(Beginning of Provided entries)
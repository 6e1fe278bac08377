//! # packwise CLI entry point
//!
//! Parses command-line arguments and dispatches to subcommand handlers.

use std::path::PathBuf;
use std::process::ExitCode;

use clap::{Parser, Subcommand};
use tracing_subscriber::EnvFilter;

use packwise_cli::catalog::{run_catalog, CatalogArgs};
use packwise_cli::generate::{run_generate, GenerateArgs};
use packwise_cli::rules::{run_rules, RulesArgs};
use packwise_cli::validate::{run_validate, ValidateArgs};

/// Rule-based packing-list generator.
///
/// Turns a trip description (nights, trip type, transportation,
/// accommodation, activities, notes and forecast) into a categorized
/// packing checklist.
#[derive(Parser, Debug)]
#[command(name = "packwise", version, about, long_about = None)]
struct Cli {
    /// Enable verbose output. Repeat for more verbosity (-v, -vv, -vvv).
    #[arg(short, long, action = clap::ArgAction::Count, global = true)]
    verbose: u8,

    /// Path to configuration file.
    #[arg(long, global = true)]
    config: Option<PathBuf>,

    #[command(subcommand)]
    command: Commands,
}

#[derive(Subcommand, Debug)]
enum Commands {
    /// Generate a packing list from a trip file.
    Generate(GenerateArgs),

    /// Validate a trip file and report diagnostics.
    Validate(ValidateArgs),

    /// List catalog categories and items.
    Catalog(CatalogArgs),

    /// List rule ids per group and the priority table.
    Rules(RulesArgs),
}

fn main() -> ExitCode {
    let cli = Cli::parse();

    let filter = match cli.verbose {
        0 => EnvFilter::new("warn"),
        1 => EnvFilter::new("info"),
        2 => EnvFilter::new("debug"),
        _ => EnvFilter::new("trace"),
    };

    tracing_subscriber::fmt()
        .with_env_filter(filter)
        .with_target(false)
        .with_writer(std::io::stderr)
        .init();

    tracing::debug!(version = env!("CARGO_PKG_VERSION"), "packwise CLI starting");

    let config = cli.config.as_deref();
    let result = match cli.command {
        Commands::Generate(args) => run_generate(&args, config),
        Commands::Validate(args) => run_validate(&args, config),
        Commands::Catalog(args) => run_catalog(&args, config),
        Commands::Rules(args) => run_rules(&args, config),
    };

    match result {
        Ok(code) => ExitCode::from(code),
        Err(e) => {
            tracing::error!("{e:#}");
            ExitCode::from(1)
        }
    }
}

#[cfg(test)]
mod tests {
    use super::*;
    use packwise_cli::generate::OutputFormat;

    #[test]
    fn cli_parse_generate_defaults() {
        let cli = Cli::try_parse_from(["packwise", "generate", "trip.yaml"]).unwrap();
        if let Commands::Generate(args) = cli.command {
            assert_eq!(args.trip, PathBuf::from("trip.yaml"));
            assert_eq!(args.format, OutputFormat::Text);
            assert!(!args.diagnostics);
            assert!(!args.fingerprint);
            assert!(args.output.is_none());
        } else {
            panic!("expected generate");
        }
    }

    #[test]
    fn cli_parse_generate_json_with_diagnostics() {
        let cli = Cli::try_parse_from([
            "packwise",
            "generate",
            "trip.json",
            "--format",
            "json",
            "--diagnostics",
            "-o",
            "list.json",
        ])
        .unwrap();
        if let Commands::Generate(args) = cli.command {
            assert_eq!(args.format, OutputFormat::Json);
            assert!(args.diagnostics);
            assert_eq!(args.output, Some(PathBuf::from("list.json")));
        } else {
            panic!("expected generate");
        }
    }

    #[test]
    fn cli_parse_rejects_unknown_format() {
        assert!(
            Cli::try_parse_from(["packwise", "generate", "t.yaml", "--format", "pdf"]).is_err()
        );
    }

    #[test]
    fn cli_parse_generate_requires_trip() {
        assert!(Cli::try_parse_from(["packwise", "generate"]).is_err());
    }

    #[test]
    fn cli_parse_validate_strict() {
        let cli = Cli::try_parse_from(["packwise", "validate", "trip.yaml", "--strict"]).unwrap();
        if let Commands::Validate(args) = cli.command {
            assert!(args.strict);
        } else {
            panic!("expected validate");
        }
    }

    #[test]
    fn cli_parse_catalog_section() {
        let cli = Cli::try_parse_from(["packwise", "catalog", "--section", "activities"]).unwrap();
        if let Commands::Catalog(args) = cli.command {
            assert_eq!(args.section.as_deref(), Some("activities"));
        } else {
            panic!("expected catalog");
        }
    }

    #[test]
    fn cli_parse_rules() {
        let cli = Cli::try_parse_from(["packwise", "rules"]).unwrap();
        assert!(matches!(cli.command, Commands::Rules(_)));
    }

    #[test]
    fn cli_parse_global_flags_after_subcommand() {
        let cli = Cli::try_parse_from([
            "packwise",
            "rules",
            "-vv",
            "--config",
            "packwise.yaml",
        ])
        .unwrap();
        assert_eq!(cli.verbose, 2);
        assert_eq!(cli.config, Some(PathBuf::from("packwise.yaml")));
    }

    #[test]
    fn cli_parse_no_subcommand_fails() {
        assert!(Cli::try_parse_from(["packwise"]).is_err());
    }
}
(End of Provided entries)
§ **Task details**:
Pick out and copy the lines of the entries that hold the string "Parser".

§ **Response below**:
use clap::{Parser, Subcommand};
#[derive(Parser, Debug)]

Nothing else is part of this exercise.